Мимо нас быстрым шагом прошли Ивин и его новый штурман, капитан Голубев из штаба второй эскадрильи. Такой, значит, получался у них расклад: командир экипажа — младший лейтенант, штурман — капитан. А может, так и надо. Начальству видней. Голубев при мне уговаривал флагштурмана замолвить словечко перед командиром полка, просил зачислить его в оперативную группу хотя бы штурманом экипажа. Видать, добился своего. Да только куда он рвался? Мы и сами не знали задание. Флагштурман уходил от разговора или твердил одно: ночные полеты, будем работать по дальним тылам противника… Я вспомнил, как Голубев прощался с женой и дочками-двойняшками. Он гладил девчонок по волосам, смеялся. Жена штурмана — рослая белокурая красавица в цветастом платье — стояла рядом и тоже смеялась. Славная, веселая такая семейка!
Проводив жену и детей, Голубев коротко поговорил с Ивиным, потрепал его по плечу и быстро исчез.
Ивин подошел к нам.
«Как твой новый штурман, Юра?» — спросил Навроцкий.
«Он божился, что не подведет меня, — Ивин улыбнулся. — Он обещал».
Сумерки сгустились. С летного поля рвало теплым ветром, в темноте вспыхивали огоньки папирос.
Из-за спины Навроцкого вынырнул Ваня Шинкаренко, наш стрелок.
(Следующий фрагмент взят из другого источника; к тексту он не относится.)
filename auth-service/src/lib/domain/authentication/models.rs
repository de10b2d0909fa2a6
use std::collections::BTreeSet;
use std::fmt;

use serde::Serialize;

use crate::user::models::Role;
use crate::user::models::User;

/// Literal scheme prefix of a bearer `Authorization` header (case-sensitive).
pub const BEARER_PREFIX: &str = "Bearer ";

/// Extract the token from a raw `Authorization` header value.
///
/// Returns `None` unless the value starts with exactly `"Bearer "`.
pub fn bearer_token(header: &str) -> Option<&str> {
    header.strip_prefix(BEARER_PREFIX)
}

/// Authenticated identity and the authorities granted to it.
#[derive(Debug, Clone, PartialEq, Eq, Serialize)]
pub struct Principal {
    pub identity: String,
    pub authorities: BTreeSet<Role>,
}

impl Principal {
    pub fn new(identity: impl Into<String>, authorities: BTreeSet<Role>) -> Self {
        Self {
            identity: identity.into(),
            authorities,
        }
    }

    pub fn has_authority(&self, role: &Role) -> bool {
        self.authorities.contains(role)
    }
}

impl From<&User> for Principal {
    fn from(user: &User) -> Self {
        Self::new(user.username.as_str(), user.roles.clone())
    }
}

/// Per-request authentication state.
///
/// Lives in the request extensions of exactly one in-flight request.
#[derive(Debug, Clone, PartialEq, Eq)]
pub struct SecurityContext {
    pub principal: Principal,
    pub authenticated: bool,
}

impl SecurityContext {
    pub fn authenticated(principal: Principal) -> Self {
        Self {
            principal,
            authenticated: true,
        }
    }
}

/// Login credentials as submitted by a client.
#[derive(Clone)]
pub struct Credentials {
    pub identifier: String,
    pub password: String,
}

impl Credentials {
    pub fn new(identifier: impl Into<String>, password: impl Into<String>) -> Self {
        Self {
            identifier: identifier.into(),
            password: password.into(),
        }
    }
}

impl fmt::Debug for Credentials {
    fn fmt(&self, f: &mut fmt::Formatter<'_>) -> fmt::Result {
        f.debug_struct("Credentials")
            .field("identifier", &self.identifier)
            .field("password", &"***")
            .finish()
    }
}
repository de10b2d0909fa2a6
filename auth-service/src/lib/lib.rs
pub mod config;
pub mod domain;
pub mod inbound;
pub mod outbound;

pub use domain::authentication;
pub use domain::user;
pub use outbound::repositories;
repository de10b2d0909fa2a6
pub mod memory;
pub mod user;

pub use memory::InMemoryUserRepository;
pub use user::PostgresUserRepository;
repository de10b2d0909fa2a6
use axum::extract::Request;
use axum::extract::State;
use axum::http::header;
use axum::middleware::Next;
use axum::response::Response;

use crate::authentication::models::SecurityContext;
use crate::authentication::ports::AuthServicePort;
use crate::domain::user::models::Role;
use crate::inbound::http::handlers::ApiError;
use crate::inbound::http::router::AppState;
use crate::user::ports::UserServicePort;

/// Middleware that resolves bearer tokens into a [`SecurityContext`].
///
/// Runs on every route and never rejects a request for a bad or missing
/// token; it only decides whether a context is attached. A principal store
/// failure is the one case answered directly (500).
pub async fn authenticate<AS, US>(
    State(state): State<AppState<AS, US>>,
    mut req: Request,
    next: Next,
) -> Result<Response, ApiError>
where
    AS: AuthServicePort,
    US: UserServicePort,
{
    // Owned copy: the request is moved on after the lookup
    let authorization = req
        .headers()
        .get(header::AUTHORIZATION)
        .and_then(|value| value.to_str().ok())
        .map(str::to_owned);

    let context = state
        .auth_service
        .resolve_security_context(authorization.as_deref())
        .await?;

    if let Some(context) = context {
        tracing::debug!(identity = %context.principal.identity, "Request authenticated");
        req.extensions_mut().insert(context);
    }

    Ok(next.run(req).await)
}

/// Route layer for protected routes: requires an authenticated context.
pub async fn require_authentication(req: Request, next: Next) -> Result<Response, ApiError> {
    let authenticated = req
        .extensions()
        .get::<SecurityContext>()
        .is_some_and(|context| context.authenticated);

    if !authenticated {
        return Err(ApiError::Unauthorized("Unauthorized".to_string()));
    }

    Ok(next.run(req).await)
}

/// Route layer for administration routes: the caller must hold `ADMIN`.
///
/// Anonymous callers get 401, authenticated callers without the role get 403.
pub async fn require_admin(req: Request, next: Next) -> Result<Response, ApiError> {
    let context = req
        .extensions()
        .get::<SecurityContext>()
        .filter(|context| context.authenticated)
        .ok_or_else(|| ApiError::Unauthorized("Unauthorized".to_string()))?;

    if !context.principal.has_authority(&Role::admin()) {
        tracing::debug!(identity = %context.principal.identity, "Administration denied");
        return Err(ApiError::Forbidden("Forbidden".to_string()));
    }

    Ok(next.run(req).await)
}
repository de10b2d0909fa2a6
use thiserror::Error;

/// Error for Username validation failures
#[derive(Debug, Clone, Error, PartialEq, Eq)]
pub enum UsernameError {
    #[error("Username too short: minimum {min} characters, got {actual}")]
    TooShort { min: usize, actual: usize },

    #[error("Username too long: maximum {max} characters, got {actual}")]
    TooLong { max: usize, actual: usize },

    #[error(
        "Username contains invalid characters (only alphanumeric, underscore, and hyphen allowed)"
    )]
    InvalidCharacters,
}

/// Error for EmailAddress validation failures
#[derive(Debug, Clone, Error, PartialEq, Eq)]
pub enum EmailError {
    #[error("Invalid email format: {0}")]
    InvalidFormat(String),
}

/// Error for plaintext password policy violations
#[derive(Debug, Clone, Error, PartialEq, Eq)]
pub enum PasswordPolicyError {
    #[error("Password too short: minimum {min} characters, got {actual}")]
    TooShort { min: usize, actual: usize },
}

/// Top-level error for all user-related operations
#[derive(Debug, Clone, Error)]
pub enum UserError {
    // Value object validation errors (automatically converted via #[from])
    #[error("Invalid username: {0}")]
    InvalidUsername(#[from] UsernameError),

    #[error("Invalid email: {0}")]
    InvalidEmail(#[from] EmailError),

    #[error("Invalid password: {0}")]
    InvalidPassword(#[from] PasswordPolicyError),

    #[error("Password error: {0}")]
    Password(#[from] auth::PasswordError),

    // Domain-level errors
    #[error("User not found with username: {0}")]
    NotFoundByUsername(String),

    #[error("Username already exists: {0}")]
    UsernameAlreadyExists(String),

    #[error("Email already exists: {0}")]
    EmailAlreadyExists(String),

    // Infrastructure errors
    #[error("Database error: {0}")]
    DatabaseError(String),
}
Оглядевшись, он тихо сказал Грехову, что знает, куда нас пошлют.
Грехов ухмыльнулся:
«Интересно послушать».
«Будем бомбить немецкий линкор!»
«Вот как!»
«Точно. Мы ведь морская авиация».
Грехов вяло махнул рукой:
«Ладно, Ваня. Иди-ка ты спать, парень».
Значит, так: было приказано опробовать двигатели и находиться возле самолетов.
Около девяти показалась машина. Из нее вышли командир полка и флагштурман. Мы двинули им навстречу и, не доходя до начальства, заговорили все разом: куда летим? когда?
Командир полка остановил нас движением руки.
«По самолетам! Вылет через двадцать минут. За мной взлетают Преснецов, Рытов, Лазарев, Навроцкий, Грехов… — Он быстро перечислил фамилии летчиков. — В воздухе строй «клина». Посадка там, где сажусь я».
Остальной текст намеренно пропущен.